Bermuda a victim of ‘economic discrimination’

  • Secrecy jurisdiction: but Delaware may be forced to raise its standards on beneficial ownership records

    Secrecy jurisdiction: but Delaware may be forced to raise its standards on beneficial ownership records

In numerous publications in the last few weeks, various headlines arose noting that “the state of Delaware (Secretary of State Jeffrey Bullock) supports HR 6403, a current US congressional Bill titled Counter Terrorism and Illicit Finance Act as the best way of ensuring that criminals, terrorists, and kleptocrats can no longer set up anonymous shell companies in the United States”.

HR 6403 proposes that the collection of beneficial ownership by the US Department of Treasury Financial Crimes Enforcement Network be nationally standardised, rather than the existing each US state-based approach.

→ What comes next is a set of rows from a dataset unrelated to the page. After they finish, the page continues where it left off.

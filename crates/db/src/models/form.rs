//! Dynamic form definitions and their submissions.

use hkv_core::forms::{FormField, FormValues};
use hkv_core::types::{DbId, Timestamp};
use serde::{Deserialize, Serialize};
use sqlx::types::Json;
use sqlx::FromRow;
use validator::Validate;

/// A row from the `forms` table.
#[derive(Debug, Clone, FromRow, Serialize)]
pub struct Form {
    pub id: DbId,
    pub name: String,
    pub slug: String,
    pub description: Option<String>,
    pub fields: Json<Vec<FormField>>,
    pub submit_label: Option<String>,
    pub success_message: Option<String>,
    pub is_active: bool,
    pub created_at: Timestamp,
    pub updated_at: Timestamp,
}

/// DTO for creating a form definition.
#[derive(Debug, Clone, Deserialize, Validate)]
pub struct CreateForm {
    #[validate(length(min = 1, max = 200))]
    pub name: String,
    /// Generated from the name when omitted.
    pub slug: Option<String>,
    pub description: Option<String>,
    #[serde(default)]
    pub fields: Vec<FormField>,
    #[validate(length(max = 100))]
    pub submit_label: Option<String>,
    #[validate(length(max = 1000))]
    pub success_message: Option<String>,
    pub is_active: Option<bool>,
}

/// DTO for updating a form. `fields` replaces the whole definition.
#[derive(Debug, Clone, Default, Deserialize, Validate)]
pub struct UpdateForm {
    #[validate(length(min = 1, max = 200))]
    pub name: Option<String>,
    pub slug: Option<String>,
    pub description: Option<String>,
    pub fields: Option<Vec<FormField>>,
    #[validate(length(max = 100))]
    pub submit_label: Option<String>,
    #[validate(length(max = 1000))]
    pub success_message: Option<String>,
    pub is_active: Option<bool>,
}

/// Filters for listing forms.
#[derive(Debug, Clone, Default, Deserialize)]
pub struct FormListParams {
    #[serde(default)]
    pub active_only: bool,
}

/// A row from the `form_submissions` table.
#[derive(Debug, Clone, FromRow, Serialize)]
pub struct FormSubmission {
    pub id: DbId,
    pub form_id: DbId,
    pub data: serde_json::Value,
    pub created_at: Timestamp,
    pub updated_at: Timestamp,
}

/// Body of `POST /forms/{id}/submissions`.
#[derive(Debug, Clone, Deserialize)]
pub struct CreateFormSubmission {
    #[serde(default)]
    pub data: FormValues,
}
//! Repository for the `form_submissions` table.

use hkv_core::forms::FormValues;
use hkv_core::pagination::clamp_page;
use hkv_core::types::DbId;
use sqlx::types::Json;
use sqlx::PgPool;

use crate::models::form::FormSubmission;

/// Column list shared across queries to avoid repetition.
const COLUMNS: &str = "id, form_id, data, created_at, updated_at";

/// Provides storage for accepted form submissions.
pub struct FormSubmissionRepo;

impl FormSubmissionRepo {
    /// Store already-validated, pruned submission values.
    pub async fn create(
        pool: &PgPool,
        form_id: DbId,
        data: &FormValues,
    ) -> Result<FormSubmission, sqlx::Error> {
        let query = format!(
            "INSERT INTO form_submissions (form_id, data) VALUES ($1, $2) RETURNING {COLUMNS}"
        );
        sqlx::query_as::<_, FormSubmission>(&query)
            .bind(form_id)
            .bind(Json(data))
            .fetch_one(pool)
            .await
    }

    /// Find a submission belonging to `form_id`.
    pub async fn find_by_id(
        pool: &PgPool,
        form_id: DbId,
        id: DbId,
    ) -> Result<Option<FormSubmission>, sqlx::Error> {
        let query =
            format!("SELECT {COLUMNS} FROM form_submissions WHERE id = $1 AND form_id = $2");
        sqlx::query_as::<_, FormSubmission>(&query)
            .bind(id)
            .bind(form_id)
            .fetch_optional(pool)
            .await
    }

    /// List a form's submissions, newest first.
    pub async fn list_by_form(
        pool: &PgPool,
        form_id: DbId,
        limit: Option<i64>,
        offset: Option<i64>,
    ) -> Result<Vec<FormSubmission>, sqlx::Error> {
        let (limit, offset) = clamp_page(limit, offset);
        let query = format!(
            "SELECT {COLUMNS} FROM form_submissions WHERE form_id = $1
             ORDER BY created_at DESC, id DESC
             LIMIT $2 OFFSET $3"
        );
        sqlx::query_as::<_, FormSubmission>(&query)
            .bind(form_id)
            .bind(limit)
            .bind(offset)
            .fetch_all(pool)
            .await
    }

    /// Count a form's submissions.
    pub async fn count_by_form(pool: &PgPool, form_id: DbId) -> Result<i64, sqlx::Error> {
        sqlx::query_scalar("SELECT COUNT(*) FROM form_submissions WHERE form_id = $1")
            .bind(form_id)
            .fetch_one(pool)
            .await
    }

    /// Delete a submission belonging to `form_id`.
    pub async fn delete(pool: &PgPool, form_id: DbId, id: DbId) -> Result<bool, sqlx::Error> {
        let result = sqlx::query("DELETE FROM form_submissions WHERE id = $1 AND form_id = $2")
            .bind(id)
            .bind(form_id)
            .execute(pool)
            .await?;
        Ok(result.rows_affected() > 0)
    }
}
//! Repository for the `forms` table.

use hkv_core::forms::FormField;
use hkv_core::types::DbId;
use sqlx::types::Json;
use sqlx::PgPool;

use crate::models::form::{CreateForm, Form, FormListParams, UpdateForm};

/// Column list shared across queries to avoid repetition.
const COLUMNS: &str = "id, name, slug, description, fields, submit_label, success_message, \
     is_active, created_at, updated_at";

/// Provides CRUD operations for dynamic form definitions.
pub struct FormRepo;

impl FormRepo {
    /// Insert a new form with an already-resolved slug. Field definitions
    /// must have been validated by the caller.
    pub async fn create(pool: &PgPool, input: &CreateForm, slug: &str) -> Result<Form, sqlx::Error> {
        let query = format!(
            "INSERT INTO forms
                (name, slug, description, fields, submit_label, success_message, is_active)
             VALUES ($1, $2, $3, $4, $5, $6, COALESCE($7, TRUE))
             RETURNING {COLUMNS}"
        );
        sqlx::query_as::<_, Form>(&query)
            .bind(&input.name)
            .bind(slug)
            .bind(&input.description)
            .bind(Json(&input.fields))
            .bind(&input.submit_label)
            .bind(&input.success_message)
            .bind(input.is_active)
            .fetch_one(pool)
            .await
    }

    /// Find a form by its internal ID.
    pub async fn find_by_id(pool: &PgPool, id: DbId) -> Result<Option<Form>, sqlx::Error> {
        let query = format!("SELECT {COLUMNS} FROM forms WHERE id = $1");
        sqlx::query_as::<_, Form>(&query)
            .bind(id)
            .fetch_optional(pool)
            .await
    }

    /// Find a form by its public slug.
    pub async fn find_by_slug(pool: &PgPool, slug: &str) -> Result<Option<Form>, sqlx::Error> {
        let query = format!("SELECT {COLUMNS} FROM forms WHERE slug = $1");
        sqlx::query_as::<_, Form>(&query)
            .bind(slug)
            .fetch_optional(pool)
            .await
    }

    /// List forms, newest first.
    pub async fn list(pool: &PgPool, params: &FormListParams) -> Result<Vec<Form>, sqlx::Error> {
        let query = format!(
            "SELECT {COLUMNS} FROM forms
             WHERE ($1::BOOL IS FALSE OR is_active = TRUE)
             ORDER BY created_at DESC, id DESC"
        );
        sqlx::query_as::<_, Form>(&query)
            .bind(params.active_only)
            .fetch_all(pool)
            .await
    }

    /// Update a form. `fields`, when given, replaces the whole definition.
    pub async fn update(
        pool: &PgPool,
        id: DbId,
        input: &UpdateForm,
        slug: Option<&str>,
    ) -> Result<Option<Form>, sqlx::Error> {
        let fields: Option<Json<&Vec<FormField>>> = input.fields.as_ref().map(Json);
        let query = format!(
            "UPDATE forms SET
                name = COALESCE($2, name),
                slug = COALESCE($3, slug),
                description = COALESCE($4, description),
                fields = COALESCE($5, fields),
                submit_label = COALESCE($6, submit_label),
                success_message = COALESCE($7, success_message),
                is_active = COALESCE($8, is_active)
             WHERE id = $1
             RETURNING {COLUMNS}"
        );
        sqlx::query_as::<_, Form>(&query)
            .bind(id)
            .bind(&input.name)
            .bind(slug)
            .bind(&input.description)
            .bind(fields)
            .bind(&input.submit_label)
            .bind(&input.success_message)
            .bind(input.is_active)
            .fetch_optional(pool)
            .await
    }

    /// Flip `is_active`, returning the updated row.
    pub async fn toggle_active(pool: &PgPool, id: DbId) -> Result<Option<Form>, sqlx::Error> {
        let query =
            format!("UPDATE forms SET is_active = NOT is_active WHERE id = $1 RETURNING {COLUMNS}");
        sqlx::query_as::<_, Form>(&query)
            .bind(id)
            .fetch_optional(pool)
            .await
    }

    /// Delete a form and, by cascade, its submissions.
    pub async fn delete(pool: &PgPool, id: DbId) -> Result<bool, sqlx::Error> {
        let result = sqlx::query("DELETE FROM forms WHERE id = $1")
            .bind(id)
            .execute(pool)
            .await?;
        Ok(result.rows_affected() > 0)
    }
}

Delaware, as many will recall, is one of a number of US states, such as Arizona, Nevada, Wyoming, etc, that according to one website “takes less than five minutes and a $49 fee” to incorporate a company. Transparency compliance is not an issue where underlying beneficial owners do not have to disclose their identities.

That’s Delaware.

The US as a whole currently ranks in second place on the Tax Justice Network’s Financial Secrecy Index, but “received a largely compliant better rating by the OECD on July 19, 2018 than Ghana, which already has a beneficial ownership register and has signed up for many of the international frameworks that the US refuses to join”.

What’s all the fuss here? Do we really care what tiny Delaware does, or doesn’t do? Or whether the US is fully compliant. Yes, we should!

Background. The topic of transparency in the registration of beneficial ownership in corporate and other entities is as relentless as ever, still quite offensive news to Bermuda islanders.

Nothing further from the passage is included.